Deschaillons-sur-Saint-Laurent (/fr/, lit. 'Deschaillons on St. Lawrence') is a province of Québec municipality in Canada that is part of the regional county municipalities of Bécancour and the administrative region of Centre-du-Québec.

Overlooking the St. Lawrence River from the south shore, along Route 132, the municipality has just under one thousand inhabitants. Deschaillons-sur-Saint-Laurent is 55 kilometres east of Trois-Rivières and 85 kilometres west of Quebec City.

The inhabitants of this municipality are referred to as “Deschaillonnais” and “Deschaillonnaises.”

Deschaillons owes its name to Lord Pierre de Saint-Ours, who obtained from the King of France this concession located on the banks of the St. Lawrence River. Pierre de Saint-Ours was initially Lord of L’Échaillon, in the former province of Dolphiné in France, and he gave to this new lordship located in New France this derived name which is Deschaillons, to commemorate the memory of its ancestors, as well as this first seigneurial possession on French soil.

== History ==
Deschaillons origins can be traced back to the seigneurial concession obtained on April 25, 1674, by the Knight Pierre de Saint-Ours. Louis de Buade, Count of Frontenac, then governor of the New France, granted him in the name of the King of France two leagues (8.9 km) along the St. Lawrence River, two leagues deep in the said lands.

During the first years, the Lord of Saint-Ours granted land for clearing and agricultural exploitation to around twenty settlers, some of whom had appellations still present in the village as surnames (Auger, Barabé, Beaudet, Mailhot, Tousignant...).

Pierre de Saint-Ours was previously named lord of estates now located in Saint-Ours (1668) and L'Assomption (1672). Everything indicates that he was more attached to these seigneuries, located close to each other, near Montreal.

The seigneury of Deschaillons remained within the descendants of the Saint-Ours until the territory was constituted as a municipality on May 12, 1835. The village was subsequently detached from the parish of Deschaillons on July 22, 1939, taking the name Deschaillons-sur-Saint-Laurent. The regrouping, on May 23, 1990, of the municipalities of Deschaillons and Deschaillons-sur-Saint-Laurent under the name of the latter, constituted a swing of the pendulum.

== Geography ==
Deschaillons-sur-Saint-Laurent is located in the St. Lawrence Lowlands. Its topography is mainly flat and overlooks the river at an average height of 40 meters... hence the name Deschaillons-sur-Saint-Laurent (which translated means above the St-Lawrence River)

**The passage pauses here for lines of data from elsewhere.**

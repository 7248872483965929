//! Application services: the link registry and the provisioning engine.
//!
//! Both are constructed explicitly and own their state; collaborators are
//! injected as port trait objects.

pub mod link_registry;
pub mod provisioning;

The village has a total area of 36.33 km^{2} and is bordered by the municipalities of Parisville to the south, Saint-Pierre-les-Becquets to the west, Leclercville to the east, and the St. Lawrence River North Coast.

Geologically, its basement rocks date from the Ordovician period. It mainly comprises gray, silty and micaceous shale, containing interbeds of fine-grained sandstone, siltstone and sandy limestone.

Deschaillons-sur-Saint-Laurent is located downstream of the watershed of the Rivière Du Chêne (Little Oak River). The river mouth is at the eastern limit of its borders.

== Demographics ==

Population
| 1991 | 1996 | 2001 | 2006 | 2011 | 2016 | 2021 |
|---|---|---|---|---|---|---|
| 1072 | 1060 | 1061 | 1009 | 954 | 909 | 906 |

The average age of the population in 2021 was 53.1 years.

== Economy ==
During the first three centuries, the development of agriculture, livestock breeding, navigation and, later, the establishment of several brickworks made possible thanks to the clayey soil along the banks of the river constituted the main economic activities of Deschaillons-sur-Saint-Laurent.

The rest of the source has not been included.